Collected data
------------------------------

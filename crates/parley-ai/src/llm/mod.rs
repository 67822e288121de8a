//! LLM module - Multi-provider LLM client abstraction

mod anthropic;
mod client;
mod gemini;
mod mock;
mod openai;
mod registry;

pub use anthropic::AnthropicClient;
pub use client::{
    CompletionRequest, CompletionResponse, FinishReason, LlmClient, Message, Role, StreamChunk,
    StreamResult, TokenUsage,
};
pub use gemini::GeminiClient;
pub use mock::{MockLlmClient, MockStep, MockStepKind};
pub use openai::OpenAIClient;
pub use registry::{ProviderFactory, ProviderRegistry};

------------------------------

Retype the records above in full. Every word should match.

filename crates/parley-ai/src/llm/mod.rs
repository 67822e288121de8a
//! LLM module - Multi-provider LLM client abstraction

mod anthropic;
mod client;
mod gemini;
mod mock;
mod openai;
mod registry;

pub use anthropic::AnthropicClient;
pub use client::{
    CompletionRequest, CompletionResponse, FinishReason, LlmClient, Message, Role, StreamChunk,
    StreamResult, TokenUsage,
};
pub use gemini::GeminiClient;
pub use mock::{MockLlmClient, MockStep, MockStepKind};
pub use openai::OpenAIClient;
pub use registry::{ProviderFactory, ProviderRegistry};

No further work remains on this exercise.